Pharmacological analysis of directionally sensitive rabbit retinal ganglion cells

Abstract

Cholinergic drugs were infused into the retinal circulation of the rabbit while the receptive field properties of directionally sensitive retinal ganglion cells were analyzed. Physostigmine eliminated the trigger feature, directional specificity, of both types (on-center and on-off) of these cells. In this respect the action of physostigmine (an ACh [acetylcholine] potentiator) was very like that of picrotoxin (a GABA antagonist). A detailed analysis of the receptive field properties of directionally sensitive ganglion cells was made to analyze the effects of physostigmine and picrotoxin. Size specificity and radial grating inhibition were not abolished by physostigmine but were often affected by picrotoxin. The optimal velocity in the preferred direction (as measured by maximum firing frequency) was not much changed by physostigmine but was higher during infusion of picrotoxin. Infusion of nicotine, a depolarizing ACh agonist which increases the activity of retinal ganglion cells, revealed the presence of inhibition to movement in the null direction. The null direction response during picrotoxin started slightly later than this inhibition. The null direction response during physostigmine was weaker and started later still. Mecamylamine and dihydro-.beta.-erythroidine, nicotinic receptor antagonists, totally blocked the effect of physostigmine and reduced the control light response by about half.
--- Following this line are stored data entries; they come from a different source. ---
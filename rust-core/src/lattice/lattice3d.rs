use nalgebra::{Matrix3, Vector3};
use serde::{Deserialize, Serialize};
use std::f64::consts::{FRAC_PI_2, FRAC_PI_3};

use crate::config::LATTICE_TOLERANCE;
use crate::errors::{Result, TensorError};
use crate::lattice::lattice_types::{identify_crystal_system, CellParameters, CrystalSystem};

/// A 3D lattice.
#[derive(Debug, Clone, PartialEq, Serialize, Deserialize)]
#[serde(try_from = "LatticeRows", into = "LatticeRows")]
pub struct Lattice3D {
    /// Real‐space basis vectors (columns).
    direct: Matrix3<f64>,
    /// Inverse of the direct basis, cartesian → fractional.
    inverse: Matrix3<f64>,
    /// Metric tensor G = A^T * A.
    metric: Matrix3<f64>,
}

impl Lattice3D {
    /// Construct a new 3D lattice from real‐space basis (vectors as columns).
    pub fn new(direct: Matrix3<f64>) -> Result<Self> {
        let det = direct.determinant();
        if det.abs() < LATTICE_TOLERANCE {
            return Err(TensorError::DegenerateLattice {
                det,
                tol: LATTICE_TOLERANCE,
            });
        }
        let inverse = direct.try_inverse().ok_or(TensorError::DegenerateLattice {
            det,
            tol: LATTICE_TOLERANCE,
        })?;

        Ok(Lattice3D {
            direct,
            inverse,
            metric: direct.transpose() * direct,
        })
    }

    /// Construct from three lattice vectors.
    pub fn from_vectors(a: Vector3<f64>, b: Vector3<f64>, c: Vector3<f64>) -> Result<Self> {
        Self::new(Matrix3::from_columns(&[a, b, c]))
    }

    /// Construct from lengths and angles (radians) in the standard orientation:
    /// a along x, b in the xy-plane, c completing a right-handed cell.
    pub fn from_parameters(
        a: f64,
        b: f64,
        c: f64,
        alpha: f64,
        beta: f64,
        gamma: f64,
    ) -> Result<Self> {
        let (cos_a, cos_b, cos_g) = (alpha.cos(), beta.cos(), gamma.cos());
        let sin_g = gamma.sin();

        let cx = c * cos_b;
        let cy = c * (cos_a - cos_b * cos_g) / sin_g;
        let cz_sq = c * c - cx * cx - cy * cy;
        if cz_sq <= 0.0 {
            return Err(TensorError::DegenerateLattice {
                det: 0.0,
                tol: LATTICE_TOLERANCE,
            });
        }

        Self::from_vectors(
            Vector3::new(a, 0.0, 0.0),
            Vector3::new(b * cos_g, b * sin_g, 0.0),
            Vector3::new(cx, cy, cz_sq.sqrt()),
        )
    }

    /// Convert fractional (u,v,w) coords → cartesian.
    pub fn frac_to_cart(&self, v_frac: Vector3<f64>) -> Vector3<f64> {
        self.direct * v_frac
    }

    /// Convert cartesian coords → fractional (u,v,w).
    pub fn cart_to_frac(&self, v_cart: Vector3<f64>) -> Vector3<f64> {
        self.inverse * v_cart
    }

    /// Lengths and angles of the cell
    pub fn cell_parameters(&self) -> CellParameters {
        CellParameters::from_metric(&self.metric)
    }

    /// Lengths |a|, |b|, |c|
    pub fn lattice_parameters(&self) -> (f64, f64, f64) {
        let [a, b, c] = self.cell_parameters().lengths;
        (a, b, c)
    }

    /// Angles α, β, γ in radians
    pub fn lattice_angles(&self) -> (f64, f64, f64) {
        let [alpha, beta, gamma] = self.cell_parameters().angles;
        (alpha, beta, gamma)
    }

    /// Lattice vectors a, b, c
    pub fn basis_vectors(&self) -> [Vector3<f64>; 3] {
        [
            self.direct.column(0).into(),
            self.direct.column(1).into(),
            self.direct.column(2).into(),
        ]
    }

    /// Rigidly rotate (or otherwise transform) every lattice vector: A → Q·A
    pub fn transformed(&self, q: &Matrix3<f64>) -> Result<Self> {
        Self::new(q * self.direct)
    }

    /// Orthogonal matrix Q mapping the standard orientation of this lattice's
    /// parameters (see [`from_parameters`](Self::from_parameters)) onto its
    /// actual orientation: A = Q · A_std.
    pub fn standard_orientation_rotation(&self) -> Result<Matrix3<f64>> {
        let (a, b, c) = self.lattice_parameters();
        let (alpha, beta, gamma) = self.lattice_angles();
        let standard = Self::from_parameters(a, b, c, alpha, beta, gamma)?;
        Ok(self.direct * standard.inverse)
    }

    /// Unit vectors (x, z) of the hexagonal family: z along the 3- or 6-fold
    /// axis, x along a 2-fold axis of the lattice perpendicular to it.
    ///
    /// A cell with one angle near 120° and the others near 90° is in the
    /// hexagonal setting: z follows the vector opposite the 120° angle, x the
    /// first remaining vector. A cell with three equal angles is rhombohedral:
    /// z follows a + b + c and x follows a - b.
    pub fn hexagonal_axes(&self) -> (Vector3<f64>, Vector3<f64>) {
        let vecs = self.basis_vectors();
        let angles = self.cell_parameters().angles;
        let off_120 = angles.map(|angle| (angle - 2.0 * FRAC_PI_3).abs());
        let unique = (0..3)
            .min_by(|&i, &j| off_120[i].total_cmp(&off_120[j]))
            .unwrap_or(2);
        let spread = angles.iter().copied().fold(f64::MIN, f64::max)
            - angles.iter().copied().fold(f64::MAX, f64::min);

        let (x, z) = if off_120[unique] < spread {
            let first_other = (0..3).find(|&i| i != unique).unwrap_or(0);
            (vecs[first_other], vecs[unique])
        } else {
            (vecs[0] - vecs[1], vecs[0] + vecs[1] + vecs[2])
        };
        orthonormal_pair(&x, &z)
    }

    /// Orthonormal frame, columns x, y, z, in which the holohedry of `system`
    /// has the standard form of
    /// [`generate_holohedry`](crate::symmetries::generate_holohedry):
    ///
    /// * cubic, orthorhombic, triclinic: x along a, z along c
    /// * tetragonal: z along the vector whose length differs from the other two
    /// * trigonal, hexagonal: see [`hexagonal_axes`](Self::hexagonal_axes)
    /// * monoclinic: y along the vector opposite the angle farthest from 90°
    ///
    /// Conjugating the standard holohedry by this frame gives operations that
    /// map the lattice onto itself whatever its setting or orientation.
    pub fn holohedry_frame(&self, system: CrystalSystem) -> Matrix3<f64> {
        let vecs = self.basis_vectors();
        let CellParameters { lengths, angles } = self.cell_parameters();

        let (x, z) = match system {
            CrystalSystem::Tetragonal => {
                // the other two lengths agree best
                let spread = |k: usize| (lengths[(k + 1) % 3] - lengths[(k + 2) % 3]).abs();
                let unique = (0..3)
                    .min_by(|&i, &j| spread(i).total_cmp(&spread(j)))
                    .unwrap_or(2);
                (vecs[(unique + 1) % 3], vecs[unique])
            }
            CrystalSystem::Trigonal | CrystalSystem::Hexagonal => self.hexagonal_axes(),
            CrystalSystem::Monoclinic => {
                let unique = (0..3)
                    .max_by(|&i, &j| {
                        let di = (angles[i] - FRAC_PI_2).abs();
                        let dj = (angles[j] - FRAC_PI_2).abs();
                        di.total_cmp(&dj)
                    })
                    .unwrap_or(1);
                let (z, y) = orthonormal_pair(&vecs[(unique + 1) % 3], &vecs[unique]);
                (y.cross(&z), z)
            }
            CrystalSystem::Cubic | CrystalSystem::Orthorhombic | CrystalSystem::Triclinic => {
                (vecs[0], vecs[2])
            }
        };

        let (x, z) = orthonormal_pair(&x, &z);
        Matrix3::from_columns(&[x, z.cross(&x), z])
    }

    /// Crystal system read off the metric, see [`identify_crystal_system`]
    pub fn crystal_system(&self, tol: f64) -> CrystalSystem {
        identify_crystal_system(&self.metric, tol)
    }

    /// Get the unit cell volume (signed, negative for a left-handed basis)
    pub fn cell_volume(&self) -> f64 {
        self.direct.determinant()
    }

    /// Get the metric tensor
    pub fn metric_tensor(&self) -> &Matrix3<f64> {
        &self.metric
    }

    /// Get direct lattice basis vectors
    pub fn direct_basis(&self) -> &Matrix3<f64> {
        &self.direct
    }
}

/// Normalize `z`, then the part of `x` perpendicular to it. Returns (x, z).
fn orthonormal_pair(x: &Vector3<f64>, z: &Vector3<f64>) -> (Vector3<f64>, Vector3<f64>) {
    let z = z.normalize();
    let x = (x - z * x.dot(&z)).normalize();
    (x, z)
}

/// Serialized form: one row per lattice vector.
#[derive(Debug, Clone, Serialize, Deserialize)]
struct LatticeRows([[f64; 3]; 3]);

impl TryFrom<LatticeRows> for Lattice3D {
    type Error = TensorError;

    fn try_from(rows: LatticeRows) -> Result<Self> {
        let [a, b, c] = rows.0.map(Vector3::from);
        Lattice3D::from_vectors(a, b, c)
    }
}

impl From<Lattice3D> for LatticeRows {
    fn from(lattice: Lattice3D) -> Self {
        LatticeRows(lattice.basis_vectors().map(|v| [v.x, v.y, v.z]))
    }
}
From this analysis, it appears that on-off ACh release onto directionally sensitive cells provides a substantial excitation which, when potentiated by physostigmine, overcomes or outlasts the null direction GABA inhibition within the receptive field. The spatial extent of GABA inhibition is asymmetric to, and larger than, the spatial extent of ACh excitation. Similar pathways appear to be involved in both the on-center and on-off directionally sensitive ganglion cells, yet the on-center cell pathway may receive an additional input which suppresses the ACh excitation at light offset. Possible schemes for the cellular mechanism of directional sensitivity are discussed in light of these results and recent anatomical and pharmacological findings.